«No quiero dinero ni caridad, solo quiero un trabajo»
Casos de exclusión y de quienes temen caer en ella tras una vida de esfuerzo
La Voz de Galicia, , 13-01-2012Testimonios recogidos por Marga Mosteiro, María Conde, Fina Ulloa y Patricia Blanco
La falta de empleo, en unos casos, y algún revés en la vida, en otros, los sitúa al borde del precipicio.
Suegra y nuera. «Solo quiero trabajar». María Juliana Alves, de 29 años, tiene un sueño desde que llegó hace dos años a Galicia: «Volver a Brasil». Su idea era reunirse con su marido, que llegó un año antes a Santiago, «ahorrar un poco» y regresar. Pero la crisis truncó los planes de la pareja, que tiene un hija de 17 meses. Además, hace dos, Quiteria, suegra de Juliana, cogió las maletas y se vino a Galicia, porque «la vida en Brasil no está bien». No domina aún el idioma, pero querría «encontrar un empleo en el servicio doméstico». Juliana lamenta la falta de ayudas económicas, aunque «yo no quiero dinero, ni caridad, quiero un trabajo». Los pocos ingresos que llegan a casa su marido hace «reparaciones» en construcción se van en el «alquiler del piso, la luz, el agua, el gas; consigo algo de ropa y de alimentos, pero no llega a nada». Deben pedir ayuda para comer y vestirse. Ven el futuro «negro, pero hay que seguir».
Iago: «No somos animales». Iago es uno de los veinte indigentes que han convertido las ruinas del viejo cuartel de la Guardia Civil de Pontevedra en su casa.
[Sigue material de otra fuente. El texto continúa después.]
//! Full pipeline orchestrator.
//!
//! Chains load -> aggregate -> geocode -> build demand -> cluster ->
//! score -> materialize in one batch run. No step retries; an unhandled
//! step failure aborts the run with no partial-output guarantee. The two
//! exceptions are absorbed lower down: per-address geocoding failures
//! (shelter dropped from the geocoded set) and warehouse upload failures
//! (outputs still written locally).

use std::path::PathBuf;
use std::time::Instant;

use shelter_map_analytics::kmeans::{ClusterConfig, cluster_demand};
use shelter_map_analytics::score::score_clusters;
use shelter_map_cli_utils::{IndicatifProgress, MultiProgress};
use shelter_map_generate::{ClusterTable, PipelineOutput, materialize};
use shelter_map_geocoder::cache::GeocodeCache;
use shelter_map_geocoder::{DEFAULT_NOMINATIM_URL, DEFAULT_QUERY_SUFFIX, Resolver};
use shelter_map_ingest::aggregate::aggregate_shelters;
use shelter_map_ingest::demand::build_demand;
use shelter_map_ingest::{load_encampments, load_shelter_records};
use shelter_map_models::{ClusterSummary, DemandRow, GeocodedShelter, PipelineProfile};

/// Total number of pipeline steps, for `[n/7]` log prefixes.
const TOTAL_STEPS: usize = 7;

/// Configuration for one pipeline run.
pub struct PipelineArgs {
    /// Shelter occupancy report CSV.
    pub shelters: PathBuf,
    /// Encampment locations CSV.
    pub encampments: PathBuf,
    /// Geocode cache CSV.
    pub cache: PathBuf,
    /// Output directory for the three tables.
    pub out_dir: PathBuf,
    /// Pipeline profile.
    pub profile: PipelineProfile,
    /// Number of demand clusters.
    pub k: usize,
    /// Clustering seed.
    pub seed: u64,
    /// Minimum delay between geocoder calls, ms.
    pub rate_limit_ms: u64,
}

/// Runs the full pipeline.
///
/// # Errors
///
/// Returns an error when a required input file is missing or unreadable,
/// when clustering fails internally, or when the local outputs cannot be
/// written.
pub async fn run(
    args: &PipelineArgs,
    multi: &MultiProgress,
) -> Result<(), Box<dyn std::error::Error>> {
    let pipeline_start = Instant::now();
    let profile = args.profile;

    log::info!("[1/{TOTAL_STEPS}] Loading input tables ({profile} profile)...");
    let shelter_records = load_shelter_records(&args.shelters)?;
    let encampments = load_encampments(&args.encampments)?;

    log::info!("[2/{TOTAL_STEPS}] Aggregating shelter data...");
    let aggregated = aggregate_shelters(&shelter_records, profile);

    log::info!("[3/{TOTAL_STEPS}] Geocoding shelter addresses...");
    let mut cache = GeocodeCache::load(&args.cache)?;
    let resolver = Resolver::new(
        std::env::var("SHELTER_MAP_NOMINATIM_URL")
            .unwrap_or_else(|_| DEFAULT_NOMINATIM_URL.to_string()),
        DEFAULT_QUERY_SUFFIX,
        args.rate_limit_ms,
    )?;

    let bar = IndicatifProgress::records_bar(multi, &format!("[3/{TOTAL_STEPS}] Geocoding"));
    bar.set_total(aggregated.len() as u64);

    let mut geocoded: Vec<GeocodedShelter> = Vec::new();
    for shelter in &aggregated {
        if let Some((lat, lon)) = resolver.resolve(&mut cache, &shelter.address).await {
            geocoded.push(GeocodedShelter {
                name: shelter.name.clone(),
                address: shelter.address.clone(),
                lat,
                lon,
                avg_capacity_beds: shelter.avg_capacity_beds,
                avg_occupied_beds: shelter.avg_occupied_beds,
                occ_rate: shelter.occ_rate,
            });
        }
        bar.inc(1);
    }
    bar.finish(format!(
        "[3/{TOTAL_STEPS}] Geocoded {}/{} shelters",
        geocoded.len(),
        aggregated.len()
    ));

    // The cache is rewritten wholesale exactly once per run.
    cache.persist(&args.cache)?;
    log::info!(
        "Shelters with valid geocoded locations: {}/{}",
        geocoded.len(),
        aggregated.len()
    );

    log::info!("[4/{TOTAL_STEPS}] Building demand table...");
    let demand = build_demand(encampments, &geocoded, profile);

    log::info!("[5/{TOTAL_STEPS}] Clustering demand points...");
    let outcome = cluster_demand(
        &demand,
        ClusterConfig {
            k: args.k,
            seed: args.seed,
        },
    )?;

    log::info!("[6/{TOTAL_STEPS}] Scoring cluster need...");
    let shelter_coords: Vec<(f64, f64)> = geocoded.iter().map(|s| (s.lat, s.lon)).collect();
    let summaries = score_clusters(&outcome, &demand, &shelter_coords, profile);

    log::info!("[7/{TOTAL_STEPS}] Materializing outputs...");
    let demand_rows: Vec<DemandRow> = demand
        .iter()
        .zip(&outcome.assignments)
        .map(|(point, &cluster_id)| DemandRow {
            point_name: point.name.clone(),
            lat: point.lat,
            lon: point.lon,
            weight: point.weight,
            source: point.source,
            cluster_id,
        })
        .collect();

    let output = PipelineOutput {
        demand: demand_rows,
        shelters: geocoded,
        clusters: cluster_table(summaries, profile),
    };
    materialize(&output, &args.out_dir).await?;

    let elapsed = pipeline_start.elapsed();
    log::info!("Pipeline complete in {:.1}s", elapsed.as_secs_f64());

    Ok(())
}

/// Packs ranked summaries into the profile's clusters-table schema.
fn cluster_table(summaries: Vec<ClusterSummary>, profile: PipelineProfile) -> ClusterTable {
    match profile {
        PipelineProfile::EncampmentsOnly => {
            ClusterTable::ProfileA(summaries.into_iter().map(ClusterSummary::into_row_a).collect())
        }
        PipelineProfile::ShelterWeighted => {
            ClusterTable::ProfileB(summaries.into_iter().map(ClusterSummary::into_row_b).collect())
        }
    }
}
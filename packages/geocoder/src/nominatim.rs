//! Nominatim / OpenStreetMap geocoder client.
//!
//! The public instance enforces a strict rate limit (1 request per
//! second); the caller is responsible for pacing via the resolver's
//! configured delay.
//!
//! See <https://nominatim.org/release-docs/develop/api/Search/>

use crate::{GeocodeError, GeocodedAddress};

/// Geocodes a free-form query using the Nominatim search endpoint.
///
/// Returns `Ok(None)` when Nominatim has no match for the query.
///
/// # Errors
///
/// Returns [`GeocodeError`] if the HTTP request or response parsing fails,
/// or [`GeocodeError::RateLimited`] on a 429 response.
pub async fn geocode_freeform(
    client: &reqwest::Client,
    base_url: &str,
    query: &str,
) -> Result<Option<GeocodedAddress>, GeocodeError> {
    let resp = client
        .get(base_url)
        .query(&[("q", query), ("format", "jsonv2"), ("limit", "1")])
        .send()
        .await?;

    if resp.status() == reqwest::StatusCode::TOO_MANY_REQUESTS {
        return Err(GeocodeError::RateLimited);
    }

    let body: serde_json::Value = resp.json().await?;
    parse_response(&body)
}

/// Parses a Nominatim JSON response body.
fn parse_response(body: &serde_json::Value) -> Result<Option<GeocodedAddress>, GeocodeError> {
    let results = body.as_array().ok_or_else(|| GeocodeError::Parse {
        message: "Nominatim response is not an array".to_string(),
    })?;

    let Some(first) = results.first() else {
        return Ok(None);
    };

    let lat = first["lat"]
        .as_str()
        .and_then(|s| s.parse::<f64>().ok())
        .ok_or_else(|| GeocodeError::Parse {
            message: "Missing lat in Nominatim response".to_string(),
        })?;

    let lon = first["lon"]
        .as_str()
        .and_then(|s| s.parse::<f64>().ok())
        .ok_or_else(|| GeocodeError::Parse {
            message: "Missing lon in Nominatim response".to_string(),
        })?;

    let display_name = first["display_name"].as_str().map(String::from);

    Ok(Some(GeocodedAddress {
        latitude: lat,
        longitude: lon,
        matched_address: display_name,
    }))
}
Sin agua, sin luz, con presencia de basura y «ratas como conejos». Vigués de 30 años, afirma: «Somos personas, no animales. A ver si nos pueden ayudar a los que estamos sin hogar, desde el Ayuntamiento o desde donde sea». Extoxicómano, dice llevar «ya trece meses sin drogas» y estar tramitando una pensión.
Seastean Florin. Regresará a Rumanía sin su sueño. La de ayer era su última noche en Ourense. Viajará a Madrid para acogerse a un programa de retorno de la Embajada de Rumanía. Regresa enfermo y sin haber logrado lo que soñaba. Seastean Florin trabajaba en una empresa de seguridad en su país. Ganaba 150 euros y aunque le daba para vivir, no pudo resistirse al sueño español. «Me dijeron que aquí era fácil encontrar trabajo y que el sueldo mínimo eran 600 euros. Tengo un hijo y pensé que era una oportunidad», cuenta. En estos tres últimos años recorriendo Galicia «nunca he encontrado a nadie que me diese trabajo asegurándome. No puedo seguir viviendo así, de albergues, en la calle, así que regreso. Es un buen país con buena gente, pero no voy a encontrar nada porque veo que hay gente de aquí, buenas personas que han trabajado mucho y que ahora coinciden conmigo en los albergues, así que menos habrá algo para alguien de fuera».
Juan. Pondrá a la venta su casa para hacer frente al desahucio de su hija. «Ya no soy indignado, soy del grupo de los iracundos», apunta Juan Calo en su piso de A Coruña. Maestro, trabajó toda su vida hasta los 61 años, cuando tuvo que jubilarse por cuestiones de salud. Es pensionista. Él y su mujer, en paro, tienen cuatro hijos: el menor, de 17 años. «Una de nuestras hijas y su marido compraron un piso hace unos cinco años. Nosotros fuimos fiadores. Las cosas se torcieron. Se separaron, por malos tratos de él, y ella se quedó con la hipoteca. Trabaja a tiempo parcial, gana unos 670 euros. La hipoteca son 496 al mes, después los gastos…: le quedan unos 70 euros para mantenerse todo el mes ella y su niña, menor de edad». Imposible. Por eso ya les han advertido de que, en poco tiempo, podría ser desahuciada.
Juan pidió préstamos para ir haciendo frente a los gastos. Su hija acudió a servicios sociales de A Coruña, «pero muy mal, le dieron largas, pese a reconocerle una situación de precariedad económica o emergencia social. Dicen que no hay fondos. Lo que nos ha tocado vivir es triste, penoso y miserable. Lo que se hace desde la política… Los políticos han convertido una actividad noble en algo deplorable. El Gobierno acude a rescatar a los bancos, pero no a las personas. Está al servicio del dinero». Juan y su esposa han decidido poner a la venta su vivienda, «más bien regalarla…». Después de trabajar toda la vida, darán lo que tienen para afrontar gastos, alquilarán algo «y aún quedaremos endeudados». Se sienten impotentes. De una vida normal, a casi la nada.